Ziglar Corporation represents a multi-generational legacy in personal development, built on the foundation of Zig Ziglar's principles of character and integrity. Tom Ziglar joined the family business in 1987, starting in the warehouse and working his way through sales, seminar production, and leadership roles. The company's core mission has remained consistent: helping people move from success to significance through programs focused on personal development, relationship building, and goal achievement.

Building the First Version

Tom's first sales call in February 1989 became the template for how Ziglar Corporation operates. A stranger called asking for help for his son-in-law (a dentist in debt with marital stress), and Tom's response—guided by the reputation and integrity his father built—resulted in the customer saying, "Don't worry about it. Here's my American Express card. Send them whatever you think they need." This experience crystallized the company's philosophy: "Reputation, character, and integrity" make the sale, not the salesman. The company maintained this ethos as it evolved from selling books and cassette tapes to modern digital products.

Finding the First Customers

In recent years, Tom pivoted the Ziglar Corporation's customer acquisition strategy dramatically. The company leverages its 4 million Facebook fans as the top-of-funnel channel, directing them to the Ziglar Vault—a free content hub designed to capture emails. The strategy is linear: Facebook for engagement → Ziglar Vault for lead capture → Ziglar Show podcast for relationship building → paid certification courses for monetization. The company adds 3,000-5,000 email subscribers weekly to its 400,000-person list (though roughly half are inactive). The Ziglar Show podcast, launched as part of this strategy, reached top-100 status in the US with over 35,000 downloads per episode.

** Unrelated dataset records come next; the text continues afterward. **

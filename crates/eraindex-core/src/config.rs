//! Indexer configuration.
//!
//! Everything operator-tunable lives here: RPC endpoints, backfill depth,
//! cross-chain expectation deadlines and timing thresholds. Every field has a
//! serde default so a partial JSON document is a valid config.

use serde::{Deserialize, Serialize};
use std::time::Duration;

use crate::error::IndexerError;
use crate::logging::LogConfig;
use crate::retry::RetryConfig;
use crate::types::Chain;

/// Per-chain syncer settings.
#[derive(Debug, Clone, PartialEq, Serialize, Deserialize)]
#[serde(default)]
pub struct ChainConfig {
    /// RPC endpoints, handed to the RPC collaborator (which owns failover).
    pub rpc_urls: Vec<String>,
    /// On cold start, begin this many blocks behind the tip.
    pub backfill_depth: u64,
    /// Pause between sync cycles once caught up.
    pub poll_interval_ms: u64,
    /// Pause between cycles after retries were exhausted.
    pub degraded_interval_ms: u64,
    /// Upper bound for a single RPC call.
    pub rpc_timeout_ms: u64,
    pub retry: RetryConfig,
}

impl Default for ChainConfig {
    fn default() -> Self {
        Self {
            rpc_urls: vec![],
            backfill_depth: 1_000,
            poll_interval_ms: 6_000,
            degraded_interval_ms: 60_000,
            rpc_timeout_ms: 10_000,
            retry: RetryConfig::default(),
        }
    }
}

impl ChainConfig {
    pub fn poll_interval(&self) -> Duration {
        Duration::from_millis(self.poll_interval_ms)
    }

    pub fn degraded_interval(&self) -> Duration {
        Duration::from_millis(self.degraded_interval_ms)
    }

    pub fn rpc_timeout(&self) -> Duration {
        Duration::from_millis(self.rpc_timeout_ms)
    }
}

/// How long to wait for the expected event of a cross-chain expectation.
#[derive(Debug, Clone, Copy, PartialEq, Eq, Serialize, Deserialize)]
#[serde(rename_all = "snake_case")]
pub enum DeadlineSpec {
    /// Blocks of the expected chain, counted from its head at registration.
    Blocks(u64),
    /// Wall-clock milliseconds after the trigger block's timestamp.
    Millis(u64),
}

/// Deadlines for each cross-chain expectation kind.
#[derive(Debug, Clone, PartialEq, Serialize, Deserialize)]
#[serde(default)]
pub struct ExpectationConfig {
    /// RC `session.NewSession` → AH `stakingRcClient.SessionReportReceived`.
    pub session_report: DeadlineSpec,
    /// RC `stakingAhClient.ValidatorSetReceived` → AH `staking.SessionRotated`.
    pub era_activation: DeadlineSpec,
}

impl Default for ExpectationConfig {
    fn default() -> Self {
        Self {
            session_report: DeadlineSpec::Blocks(20),
            era_activation: DeadlineSpec::Millis(2 * 60 * 60 * 1_000),
        }
    }
}

/// A timing threshold with a soft margin above it.
///
/// `elapsed <= limit` is fine; `limit < elapsed <= limit + soft_margin` is
/// reported as `info`; anything beyond is a `warning`.
#[derive(Debug, Clone, Copy, PartialEq, Eq, Serialize, Deserialize)]
pub struct Threshold {
    pub limit: u64,
    #[serde(default)]
    pub soft_margin: u64,
}

impl Threshold {
    pub const fn new(limit: u64, soft_margin: u64) -> Self {
        Self { limit, soft_margin }
    }
}

#[derive(Debug, Clone, PartialEq, Serialize, Deserialize)]
#[serde(default)]
pub struct TimingConfig {
    /// Trigger-to-report latency for session reports (ms).
    pub session_report_ms: Threshold,
    /// Validator set receipt to era activation (ms).
    pub era_activation_ms: Threshold,
    /// Election start to election end on AH (blocks).
    pub election_blocks: Threshold,
}

impl Default for TimingConfig {
    fn default() -> Self {
        Self {
            session_report_ms: Threshold::new(60_000, 30_000),
            era_activation_ms: Threshold::new(60 * 60 * 1_000, 10 * 60 * 1_000),
            election_blocks: Threshold::new(1_000, 200),
        }
    }
}

/// Settings consumed by the correlation engine.
#[derive(Debug, Clone, PartialEq, Serialize, Deserialize)]
#[serde(default)]
pub struct EngineConfig {
    pub expectations: ExpectationConfig,
    pub timing: TimingConfig,
    /// Number of most recent sessions kept in the engine's working set.
    pub session_cache_size: usize,
}

impl Default for EngineConfig {
    fn default() -> Self {
        Self {
            expectations: ExpectationConfig::default(),
            timing: TimingConfig::default(),
            session_cache_size: 512,
        }
    }
}

/// Top-level configuration for an indexer process.
#[derive(Debug, Clone, PartialEq, Serialize, Deserialize)]
#[serde(default)]
pub struct IndexerConfig {
    pub relay_chain: ChainConfig,
    pub asset_hub: ChainConfig,
    /// `expectations`, `timing` and `session_cache_size` sit at the top level.
    #[serde(flatten)]
    pub engine: EngineConfig,
    /// How often pending expectations are checked against their deadlines.
    pub sweep_interval_ms: u64,
    /// Capacity of the inbound engine queue shared by both syncers.
    pub queue_capacity: usize,
    /// Capacity of the outbound domain-event broadcast channel.
    pub broadcast_capacity: usize,
    pub log: LogConfig,
}

impl Default for IndexerConfig {
    fn default() -> Self {
        Self {
            relay_chain: ChainConfig::default(),
            asset_hub: ChainConfig::default(),
            engine: EngineConfig::default(),
            sweep_interval_ms: 5_000,
            queue_capacity: 256,
            broadcast_capacity: 1_024,
            log: LogConfig::default(),
        }
    }
}

impl IndexerConfig {
    /// Parse a JSON document; missing fields take their defaults.
    pub fn from_json(s: &str) -> Result<Self, IndexerError> {
        let config: Self =
            serde_json::from_str(s).map_err(|e| IndexerError::Config(e.to_string()))?;
        config.validate()?;
        Ok(config)
    }

    pub fn chain(&self, chain: Chain) -> &ChainConfig {
        match chain {
            Chain::RelayChain => &self.relay_chain,
            Chain::AssetHub => &self.asset_hub,
        }
    }

    pub fn chain_mut(&mut self, chain: Chain) -> &mut ChainConfig {
        match chain {
            Chain::RelayChain => &mut self.relay_chain,
            Chain::AssetHub => &mut self.asset_hub,
        }
    }

    pub fn sweep_interval(&self) -> Duration {
        Duration::from_millis(self.sweep_interval_ms)
    }

    /// Reject values that would stall or spin the pipeline.
    pub fn validate(&self) -> Result<(), IndexerError> {
        for chain in Chain::ALL {
            let c = self.chain(chain);
            if c.rpc_timeout_ms == 0 {
                return Err(IndexerError::Config(format!("{chain}: rpc_timeout_ms must be > 0")));
            }
            if c.poll_interval_ms == 0 || c.degraded_interval_ms == 0 {
                return Err(IndexerError::Config(format!(
                    "{chain}: poll and degraded intervals must be > 0"
                )));
            }
        }
        if self.sweep_interval_ms == 0 {
            return Err(IndexerError::Config("sweep_interval_ms must be > 0".into()));
        }
        if self.queue_capacity == 0 || self.broadcast_capacity == 0 {
            return Err(IndexerError::Config("channel capacities must be > 0".into()));
        }
        Ok(())
    }
}

#[cfg(test)]
mod tests {
    use super::*;

    #[test]
    fn empty_document_yields_defaults() {
        let cfg = IndexerConfig::from_json("{}").unwrap();
        assert_eq!(cfg, IndexerConfig::default());
        assert_eq!(cfg.engine.session_cache_size, 512);
        assert_eq!(cfg.asset_hub.backfill_depth, 1_000);
    }

    #[test]
    fn partial_document_overrides() {
        let cfg = IndexerConfig::from_json(
            r#"{
                "asset_hub": { "rpc_urls": ["wss://ah.example"], "backfill_depth": 50 },
                "expectations": { "session_report": { "millis": 90000 } },
                "timing": { "election_blocks": { "limit": 300 } },
                "session_cache_size": 64
            }"#,
        )
        .unwrap();
        assert_eq!(cfg.asset_hub.rpc_urls, vec!["wss://ah.example".to_string()]);
        assert_eq!(cfg.asset_hub.backfill_depth, 50);
        assert_eq!(cfg.asset_hub.rpc_timeout_ms, 10_000);
        assert_eq!(cfg.engine.expectations.session_report, DeadlineSpec::Millis(90_000));
        assert_eq!(
            cfg.engine.expectations.era_activation,
            ExpectationConfig::default().era_activation
        );
        assert_eq!(cfg.engine.timing.election_blocks, Threshold::new(300, 0));
        assert_eq!(cfg.engine.session_cache_size, 64);
    }

    #[test]
    fn serialized_config_reloads() {
        let json = serde_json::to_string_pretty(&IndexerConfig::default()).unwrap();
        assert!(json.contains("\"session_report\""));
        assert_eq!(IndexerConfig::from_json(&json).unwrap(), IndexerConfig::default());
    }

    #[test]
    fn zero_timeout_rejected() {
        let err = IndexerConfig::from_json(r#"{ "relay_chain": { "rpc_timeout_ms": 0 } }"#)
            .unwrap_err();
        assert!(matches!(err, IndexerError::Config(_)));
    }
}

What Worked (and What Didn't)

The podcast became the breakout success. Tom explained: "Without even realizing it, you're building relationships. People would come to me with tears in their eyes saying they felt like they'd lost a grandfather or uncle—because of the relationship built in that audio format." The podcast's format—repurposing timeless Zig Ziglar content with contemporary commentary and guest interviews—resonated deeply. The channel grew so successfully that sponsors are now "hitting us up all over the place," though Tom selectively says no to maintain the brand's integrity standards (example: Harry's Razors, which he uses daily). Website traffic changed dramatically after a strategic pivot two months prior to the interview: from an unspecified baseline to 400,000-500,000 unique weekly visitors, though Tom noted the strategy "isn't optimized yet."

Where They Are Now

Ziglar Corporation now sells a $7,500 five-day Ziglar Legacy Certification course with 127 certified trainers in 12 countries delivering the company's three flagship programs: "Building the Best You" (personal development), "Building Winning Relationships," and "Goal Setting and Achievement." The company operates with a funnel philosophy: "We never give a promise without a plan." Tom's strategic focus is growing the Ziglar Vault and podcast to pre-qualify customers before offering the paid certification, creating a trust-based sales process that honors his father's legacy of integrity-driven business.